impl MetadataStore {
    /// Create or open the store at `path`, creating parent directories.
    pub fn open(path: impl AsRef<Path>) -> StoreResult<Self> {
        let path = path.as_ref().to_path_buf();
        if let Some(parent) = path.parent() {
            if !parent.as_os_str().is_empty() {
                std::fs::create_dir_all(parent)?;
            }
        }

        let conn = pool::open_connection(&path)?;
        schema::initialize(&conn)?;
        debug!(path = %path.display(), "Opened metadata store");

        Ok(Self {
            pool: ConnectionPool::new(path, conn, MAX_IDLE_CONNECTIONS),
        })
    }

    pub fn lookup_container(&self, path: &Path) -> StoreResult<Option<ContainerRecord>> {
        let conn = self.pool.get()?;
        lookup_container(&conn, path)
    }

    pub fn lookup_entry(&self, id: ContainerId, name: &str) -> StoreResult<Option<EntryRecord>> {
        let conn = self.pool.get()?;
        let mut stmt = conn.prepare_cached(&format!(
            "{} WHERE e.container_id = ?1 AND e.name = ?2",
            EntryRecord::SELECT
        ))?;
        Ok(stmt
            .query_row(params![id.0, name], EntryRecord::from_row)
            .optional()?)
    }

    /// All entries of one generation, ordered by name
    pub fn list_entries(&self, id: ContainerId) -> StoreResult<Vec<EntryRecord>> {
        let conn = self.pool.get()?;
        let mut stmt = conn.prepare_cached(&format!(
            "{} WHERE e.container_id = ?1 ORDER BY e.name",
            EntryRecord::SELECT
        ))?;
        let rows = stmt.query_map(params![id.0], EntryRecord::from_row)?;
        Ok(rows.collect::<rusqlite::Result<Vec<_>>>()?)
    }

    /// Every cached container, ordered by path
    pub fn containers(&self) -> StoreResult<Vec<ContainerRecord>> {
        let conn = self.pool.get()?;
        let mut stmt = conn.prepare_cached(
            "SELECT id, path, size, modified_at, indexed_at FROM containers ORDER BY path",
        )?;
        let rows = stmt.query_map([], ContainerRecord::from_row)?;
        Ok(rows.collect::<rusqlite::Result<Vec<_>>>()?)
    }

    /// Drop the cached generation for `path`. Returns whether one existed.
    pub fn remove_container(&self, path: &Path) -> StoreResult<bool> {
        self.write(|txn| txn.remove_container(path))
    }

    /// Run `f` inside one write transaction.
    ///
    /// The transaction commits only if `f` returns `Ok`; any error (or a
    /// panic) rolls back every statement `f` issued.
    pub fn write<T>(&self, f: impl FnOnce(&WriteTxn<'_>) -> StoreResult<T>) -> StoreResult<T> {
        let mut conn = self.pool.get()?;
        let tx = conn.transaction_with_behavior(TransactionBehavior::Immediate)?;
        let out = f(&WriteTxn { conn: &tx })?;
        tx.commit()?;
        Ok(out)
    }

    #[cfg(test)]
    fn idle_connections(&self) -> usize {
        self.pool.idle_count()
    }
}
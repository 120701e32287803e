//! Main entry point for the zipserve CLI application.
//!
//! `serve` runs the HTTP server; `cat`, `index` and `forget` operate on a
//! single archive against the same metadata cache.

use anyhow::Result;
use clap::Parser;
use std::path::{Path, PathBuf};
use std::sync::Arc;
use tracing_subscriber::{EnvFilter, fmt};

use zipserve::cli::{CacheArgs, Command};
use zipserve::config::CACHE_DB_NAME;
use zipserve::{Cli, Encoding, IndexOutcome, Indexer, MetadataStore, Service, Streamer};

#[tokio::main]
async fn main() -> Result<()> {
    let cli = Cli::parse();
    init_tracing(&cli);

    match cli.command {
        Command::Serve(args) => Service::new(args.to_config())?.run().await,
        Command::Cat {
            archive,
            entry,
            cache,
        } => {
            let streamer = Streamer::new(open_indexer(&cache)?);
            tokio::task::spawn_blocking(move || {
                let mut stdout = std::io::stdout().lock();
                streamer.stream(Path::new(&archive), &entry, &mut stdout)
            })
            .await??;
            Ok(())
        }
        Command::Index {
            archive,
            verbose,
            cache,
        } => {
            let indexer = open_indexer(&cache)?;
            let quiet = cli.quiet > 0;
            tokio::task::spawn_blocking(move || {
                index_archive(&indexer, Path::new(&archive), verbose, quiet)
            })
            .await?
        }
        Command::Forget { archive, cache } => {
            let indexer = open_indexer(&cache)?;
            let removed =
                tokio::task::spawn_blocking(move || indexer.forget(Path::new(&archive))).await??;
            if cli.quiet == 0 {
                eprintln!("{}", if removed { "Removed from cache" } else { "Not cached" });
            }
            Ok(())
        }
    }
}

/// Initialize tracing on stderr so that `cat` output stays clean.
///
/// `RUST_LOG` takes precedence; otherwise `-q` lowers the level to warnings
/// and `-qq` to errors.
fn init_tracing(cli: &Cli) {
    let default = if cli.is_very_quiet() {
        "error"
    } else if cli.is_quiet() {
        "warn"
    } else {
        "info,zipserve=debug"
    };
    let filter = EnvFilter::try_from_default_env().unwrap_or_else(|_| EnvFilter::new(default));

    fmt()
        .with_env_filter(filter)
        .with_target(true)
        .with_writer(std::io::stderr)
        .init();
}

fn open_indexer(cache: &CacheArgs) -> Result<Arc<Indexer>> {
    let db_path = PathBuf::from(&cache.cache_dir).join(CACHE_DB_NAME);
    let store = MetadataStore::open(&db_path)?;
    Ok(Arc::new(Indexer::new(Arc::new(store))))
}

/// Index an archive if stale and print its cached entry table.
///
/// Supports two output formats:
/// - Simple format: just entry names, one per line
/// - Verbose format (`-v`): sizes, compression ratio and method
fn index_archive(indexer: &Indexer, archive: &Path, verbose: bool, quiet: bool) -> Result<()> {
    let outcome = indexer.refresh(archive)?;
    let entries = indexer.store().list_entries(outcome.id())?;

    if !quiet {
        match outcome {
            IndexOutcome::Fresh(_) => eprintln!("Cache is up to date"),
            IndexOutcome::Built { entries, .. } => eprintln!("Indexed {} entries", entries),
        }
    }

    if verbose {
        println!(
            "{:>10}  {:>10}  {:>5}  {:>8}  Name",
            "Length", "Size", "Cmpr", "Method"
        );
        println!("{}", "-".repeat(60));
    }

    let mut total_uncompressed = 0u64;
    let mut total_compressed = 0u64;

    for entry in &entries {
        if verbose {
            println!(
                "{:>10}  {:>10}  {}  {:>8}  {}",
                entry.uncompressed_size,
                entry.compressed_size,
                ratio(entry.compressed_size, entry.uncompressed_size),
                method_name(entry.encoding),
                entry.name
            );
            total_uncompressed += entry.uncompressed_size;
            total_compressed += entry.compressed_size;
        } else {
            println!("{}", entry.name);
        }
    }

    if verbose {
        println!("{}", "-".repeat(60));
        println!(
            "{:>10}  {:>10}  {}  {:>8}  {} entries ({})",
            total_uncompressed,
            total_compressed,
            ratio(total_compressed, total_uncompressed),
            "",
            entries.len(),
            format_size(total_uncompressed)
        );
    }

    Ok(())
}

/// Compression ratio as percentage saved, right-aligned to five columns.
fn ratio(compressed: u64, uncompressed: u64) -> String {
    if uncompressed > 0 && compressed <= uncompressed {
        format!("{:>4}%", 100 - (compressed * 100 / uncompressed))
    } else {
        "  0%".to_string()
    }
}

fn method_name(encoding: Encoding) -> String {
    match encoding {
        Encoding::Stored => "stored".to_string(),
        Encoding::Deflate => "deflate".to_string(),
        Encoding::Unsupported(method) => format!("?{}", method),
    }
}

/// Format a byte size into a human-readable string.
///
/// # Examples
///
/// ```ignore
/// assert_eq!(format_size(500), "500 bytes");
/// assert_eq!(format_size(1536), "1.50 KB");
/// assert_eq!(format_size(1048576), "1.00 MB");
/// ```
fn format_size(size: u64) -> String {
    const KB: u64 = 1024;
    const MB: u64 = KB * 1024;
    const GB: u64 = MB * 1024;

    if size >= GB {
        format!("{:.2} GB", size as f64 / GB as f64)
    } else if size >= MB {
        format!("{:.2} MB", size as f64 / MB as f64)
    } else if size >= KB {
        format!("{:.2} KB", size as f64 / KB as f64)
    } else {
        format!("{} bytes", size)
    }
}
- - -
**Problem details**
Copy each line in the data that holds the word "eprintln".

**Result for this task**
                eprintln!("{}", if removed { "Removed from cache" } else { "Not cached" });
            IndexOutcome::Fresh(_) => eprintln!("Cache is up to date"),
            IndexOutcome::Built { entries, .. } => eprintln!("Indexed {} entries", entries),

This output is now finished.